I'll pass this on to our PM.

jameshfisher · 2020-11-11T08:58:35Z

Note: I'd also be happy if just the raw model (https://meet.google.com/_/rtcvidproc/release/336842817/segm_lite_v509.tflite) was released under a permissive license - I can figure out the model structure and JavaScript wiring :-)

jasonmayes · 2020-11-11T18:42:05Z

+1 to this! Would love to see this as part of the model repos for TFJS - a lot of people making Chrome Extensions to do great things in video calls etc and this would just make those experiences even more efficient when running to get higher FPS etc.

alvaroschipper · 2020-11-25T15:56:35Z

+1 to this, would be a great, faster alternative to body-pix, really impressed by the performance in Google Meet :)

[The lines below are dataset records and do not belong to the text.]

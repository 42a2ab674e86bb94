mod joke;
mod joke_draft;
mod vote;

pub use joke::{Joke, StoredJoke};
pub use joke_draft::{JokeDraft, JokeQuery, SortField, SortOrder};
pub use vote::{VoteAction, VoteCounts, VoteDelta, VoteKind, VoteRequest, VoteResult};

kirawi · 2020-12-16T17:14:02Z

Very desirable to have! Though I did just link to this issue from the Jitsi Meets repository, I think it would be very cool to have for other projects that need this functionality but don't have the capabilities to develop an in-house model.

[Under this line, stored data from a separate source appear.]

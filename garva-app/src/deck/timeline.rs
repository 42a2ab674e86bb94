use super::card::DeckCard;
use super::pool::{draw, shuffle, Pool};
use crate::domain::{Joke, VoteCounts};
use garva_errors::AppError;
use rand::Rng;
use serde::{Deserialize, Serialize};

#[derive(Debug, Clone, Copy, Default, PartialEq, Eq, Hash, Serialize, Deserialize)]
pub enum Direction {
    #[default]
    Forward,
    Backward,
}

impl Direction {
    pub fn sign(&self) -> i8 {
        match self {
            Self::Forward => 1,
            Self::Backward => -1,
        }
    }
}

/// Which cards exist around the cursor.
#[derive(Debug, Clone, Copy, Default, PartialEq, Eq)]
pub struct Neighbors {
    pub has_previous: bool,
    pub has_next: bool,
}

/// The drawn cards and the cursor over them.
///
/// The timeline only ever grows, so swiping back shows the exact card that was
/// shown before. One card past the cursor is always kept drawn so the backdrop
/// has something to render.
#[derive(Debug, Clone)]
pub struct Deck {
    candidates: Vec<Joke>,
    timeline: Vec<DeckCard>,
    pool: Pool,
    position: usize,
    last_direction: Direction,
}

impl Deck {
    pub fn new<R: Rng + ?Sized>(candidates: Vec<Joke>, rng: &mut R) -> Result<Self, AppError> {
        if candidates.is_empty() {
            return Err(AppError::EmptyCatalog);
        }

        let shuffled = Pool::from(shuffle(&candidates, rng));
        let (first, pool) = draw(shuffled, &candidates, rng)?;
        let (second, pool) = draw(pool, &candidates, rng)?;

        Ok(Self {
            candidates,
            timeline: vec![first, second],
            pool,
            position: 0,
            last_direction: Direction::Forward,
        })
    }

    /// Draws until one card past the cursor exists. A second call without
    /// moving the cursor draws nothing.
    pub fn ensure_buffered<R: Rng + ?Sized>(&mut self, rng: &mut R) {
        while self.timeline.len() < self.position + 2 {
            let pool = std::mem::take(&mut self.pool);
            let Ok((card, pool)) = draw(pool, &self.candidates, rng) else {
                break;
            };
            self.timeline.push(card);
            self.pool = pool;
        }
    }

    /// Moves the cursor one card forward. Returns false when there is no current card.
    pub fn advance<R: Rng + ?Sized>(&mut self, rng: &mut R) -> bool {
        if self.current().is_none() {
            return false;
        }

        self.ensure_buffered(rng);
        self.position = (self.position + 1).min(self.timeline.len() - 1);
        self.last_direction = Direction::Forward;
        self.ensure_buffered(rng);
        true
    }

    /// Moves the cursor one card back. Returns false at the first card.
    pub fn retreat(&mut self) -> bool {
        if self.position == 0 {
            return false;
        }

        self.position -= 1;
        self.last_direction = Direction::Backward;
        true
    }

    pub fn current(&self) -> Option<&DeckCard> {
        self.timeline.get(self.position)
    }

    pub fn next(&self) -> Option<&DeckCard> {
        self.timeline.get(self.position + 1)
    }

    pub fn previous(&self) -> Option<&DeckCard> {
        self.position
            .checked_sub(1)
            .and_then(|index| self.timeline.get(index))
    }

    /// Card rendered behind the current one while the user drags.
    pub fn backdrop(&self, peek: Direction) -> Option<&DeckCard> {
        let preferred = match peek {
            Direction::Backward => self.previous(),
            Direction::Forward => self.next(),
        };
        preferred.or_else(|| self.next()).or_else(|| self.previous())
    }

    pub fn neighbors(&self) -> Neighbors {
        Neighbors {
            has_previous: self.previous().is_some(),
            has_next: self.next().is_some(),
        }
    }

    /// Overwrites the counters of this joke everywhere: drawn cards, the pool,
    /// and the candidates later reshuffles draw from.
    pub fn apply_counts(&mut self, joke_id: i32, counts: VoteCounts) {
        let jokes = self
            .timeline
            .iter_mut()
            .map(|card| &mut card.joke)
            .chain(self.pool.iter_mut())
            .chain(self.candidates.iter_mut());
        for joke in jokes.filter(|j| j.id == joke_id) {
            joke.upvotes = counts.upvotes;
            joke.downvotes = counts.downvotes;
        }
    }

    /// Counters currently shown for a joke, if it has been drawn.
    pub fn counts(&self, joke_id: i32) -> Option<VoteCounts> {
        self.timeline
            .iter()
            .find(|c| c.joke_id() == joke_id)
            .map(DeckCard::counts)
    }

    pub fn cards(&self) -> &[DeckCard] {
        &self.timeline
    }

    pub fn pool(&self) -> &Pool {
        &self.pool
    }

    pub fn position(&self) -> usize {
        self.position
    }

    pub fn last_direction(&self) -> Direction {
        self.last_direction
    }
}

#[cfg(test)]
mod tests {
    use super::*;
    use rand::rngs::StdRng;
    use rand::SeedableRng;
    use std::collections::HashSet;

    fn jokes(ids: &[i32]) -> Vec<Joke> {
        ids.iter()
            .map(|&id| Joke::new(id, format!("joke {id}")).with_counts(5, 1))
            .collect()
    }

    fn ids(cards: &[DeckCard]) -> Vec<i32> {
        cards.iter().map(DeckCard::joke_id).collect()
    }

    #[test]
    fn test_empty_catalog() {
        let mut rng = StdRng::seed_from_u64(0);
        assert_eq!(Deck::new(Vec::new(), &mut rng).unwrap_err(), AppError::EmptyCatalog);
    }

    #[test]
    fn test_new_deck_draws_two_cards() {
        let mut rng = StdRng::seed_from_u64(1);
        let deck = Deck::new(jokes(&[1, 2, 3]), &mut rng).unwrap();

        assert_eq!(deck.cards().len(), 2);
        assert_eq!(deck.position(), 0);
        assert_eq!(deck.pool().len(), 1);
        assert_eq!(deck.last_direction(), Direction::Forward);
        let drawn: HashSet<i32> = ids(deck.cards()).into_iter().collect();
        assert_eq!(drawn.len(), 2);
        assert!(!drawn.contains(&deck.pool()[0].id));
    }

    #[test]
    fn test_single_joke_catalog_repeats_it() {
        let mut rng = StdRng::seed_from_u64(2);
        let mut deck = Deck::new(jokes(&[7]), &mut rng).unwrap();
        assert_eq!(ids(deck.cards()), vec![7, 7]);
        assert_ne!(deck.cards()[0].key, deck.cards()[1].key);

        assert!(deck.advance(&mut rng));
        assert_eq!(ids(deck.cards()), vec![7, 7, 7]);
    }

    #[test]
    fn test_advance_three_times_reshuffles_pool() {
        let mut rng = StdRng::seed_from_u64(3);
        let mut deck = Deck::new(jokes(&[1, 2, 3]), &mut rng).unwrap();

        for _ in 0..3 {
            assert!(deck.advance(&mut rng));
        }

        assert_eq!(deck.position(), 3);
        assert!(deck.cards().len() >= 5);

        let first_cycle: HashSet<i32> = ids(&deck.cards()[..3]).into_iter().collect();
        assert_eq!(first_cycle, HashSet::from([1, 2, 3]));

        // Cards 3 and 4 come from the second shuffle, whose last joke is still pooled.
        let second_cycle = ids(&deck.cards()[3..5]);
        assert_ne!(second_cycle[0], second_cycle[1]);
        assert_eq!(deck.pool().len(), 1);
        assert!(!second_cycle.contains(&deck.pool()[0].id));
    }

    #[test]
    fn test_buffer_invariant_holds_while_advancing() {
        let mut rng = StdRng::seed_from_u64(4);
        let mut deck = Deck::new(jokes(&[1, 2, 3, 4, 5]), &mut rng).unwrap();

        for _ in 0..50 {
            deck.advance(&mut rng);
            assert!(deck.cards().len() >= deck.position() + 2);
            assert!(deck.next().is_some());
        }
    }

    #[test]
    fn test_ensure_buffered_is_idempotent() {
        let mut rng = StdRng::seed_from_u64(5);
        let mut deck = Deck::new(jokes(&[1, 2, 3]), &mut rng).unwrap();
        deck.advance(&mut rng);

        deck.ensure_buffered(&mut rng);
        let keys: Vec<_> = deck.cards().iter().map(|c| c.key).collect();
        let pool_len = deck.pool().len();

        deck.ensure_buffered(&mut rng);
        let again: Vec<_> = deck.cards().iter().map(|c| c.key).collect();
        assert_eq!(keys, again);
        assert_eq!(pool_len, deck.pool().len());
    }

    #[test]
    fn test_retreat_at_start_is_noop() {
        let mut rng = StdRng::seed_from_u64(6);
        let mut deck = Deck::new(jokes(&[1, 2]), &mut rng).unwrap();

        assert!(!deck.retreat());
        assert_eq!(deck.position(), 0);
        assert_eq!(deck.last_direction(), Direction::Forward);
        assert!(deck.previous().is_none());
    }

    #[test]
    fn test_advance_then_retreat_returns_same_card() {
        let mut rng = StdRng::seed_from_u64(8);
        let mut deck = Deck::new(jokes(&[1, 2, 3, 4]), &mut rng).unwrap();
        deck.advance(&mut rng);
        deck.advance(&mut rng);

        let position = deck.position();
        let key = deck.current().map(|c| c.key);
        let drawn = deck.cards().len();

        deck.advance(&mut rng);
        assert!(deck.retreat());

        assert_eq!(deck.position(), position);
        assert_eq!(deck.current().map(|c| c.key), key);
        assert_eq!(deck.last_direction(), Direction::Backward);
        assert!(deck.cards().len() >= drawn);
    }

    #[test]
    fn test_backdrop_follows_peek_direction() {
        let mut rng = StdRng::seed_from_u64(9);
        let mut deck = Deck::new(jokes(&[1, 2, 3]), &mut rng).unwrap();

        // No previous card yet, so a backward peek falls back to the next one.
        assert_eq!(deck.backdrop(Direction::Backward).map(|c| c.key), deck.next().map(|c| c.key));

        deck.advance(&mut rng);
        assert_eq!(
            deck.backdrop(Direction::Backward).map(|c| c.key),
            deck.previous().map(|c| c.key)
        );
        assert_eq!(deck.backdrop(Direction::Forward).map(|c| c.key), deck.next().map(|c| c.key));
        assert_eq!(
            deck.neighbors(),
            Neighbors {
                has_previous: true,
                has_next: true
            }
        );
    }

    #[test]
    fn test_apply_counts_updates_every_copy() {
        let mut rng = StdRng::seed_from_u64(10);
        let mut deck = Deck::new(jokes(&[42]), &mut rng).unwrap();
        deck.advance(&mut rng);

        deck.apply_counts(42, VoteCounts::new(9, 3));
        assert!(deck.cards().iter().all(|c| c.counts() == VoteCounts::new(9, 3)));
        assert_eq!(deck.counts(42), Some(VoteCounts::new(9, 3)));

        // Cards drawn after the update carry the new counts too.
        for _ in 0..3 {
            deck.advance(&mut rng);
        }
        assert!(deck.cards().iter().all(|c| c.counts() == VoteCounts::new(9, 3)));

        deck.apply_counts(1, VoteCounts::new(0, 0));
        assert!(deck.cards().iter().all(|c| c.counts() == VoteCounts::new(9, 3)));
    }
}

jameshfisher · 2020-12-16T17:57:38Z

The blog post about this model links to this Model Card describing the model, which reads

LICENSED UNDER Apache License, Version 2.0

The Model Card also links to this paper describing Model Cards in general, which says that Model Cards can describe a license that the model is released under. So I believe the above license applies to the described model itself (e.g. rather than to the Model Card document).

So it seems like the raw .tflite model here is already Apache-licensed! @jasonmayes would you agree with this / is this Google's position?

(Thanks to @blaueente for originally noting this license in the Model Card!)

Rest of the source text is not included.